*EXERCISE PROMPT*:
Each line in the entries below that holds the word "analysis" belongs in the answer.

*DATA FOR PROCESSING*:
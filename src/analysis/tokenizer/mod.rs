//! Tokenizer implementations for text analysis.

use crate::analysis::token::TokenStream;
use crate::error::Result;

/// Trait for tokenizers that convert text into tokens.
pub trait Tokenizer: Send + Sync {
    /// Tokenize the given text into a stream of tokens.
    fn tokenize(&self, text: &str) -> Result<TokenStream>;

    /// Get the name of this tokenizer (for debugging and configuration).
    fn name(&self) -> &'static str;
}

pub mod regex;
pub mod unicode_word;

pub use regex::RegexTokenizer;
pub use unicode_word::UnicodeWordTokenizer;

*EXERCISE RESULT*:
filename src/analysis/tokenizer/mod.rs
//! Tokenizer implementations for text analysis.
use crate::analysis::token::TokenStream;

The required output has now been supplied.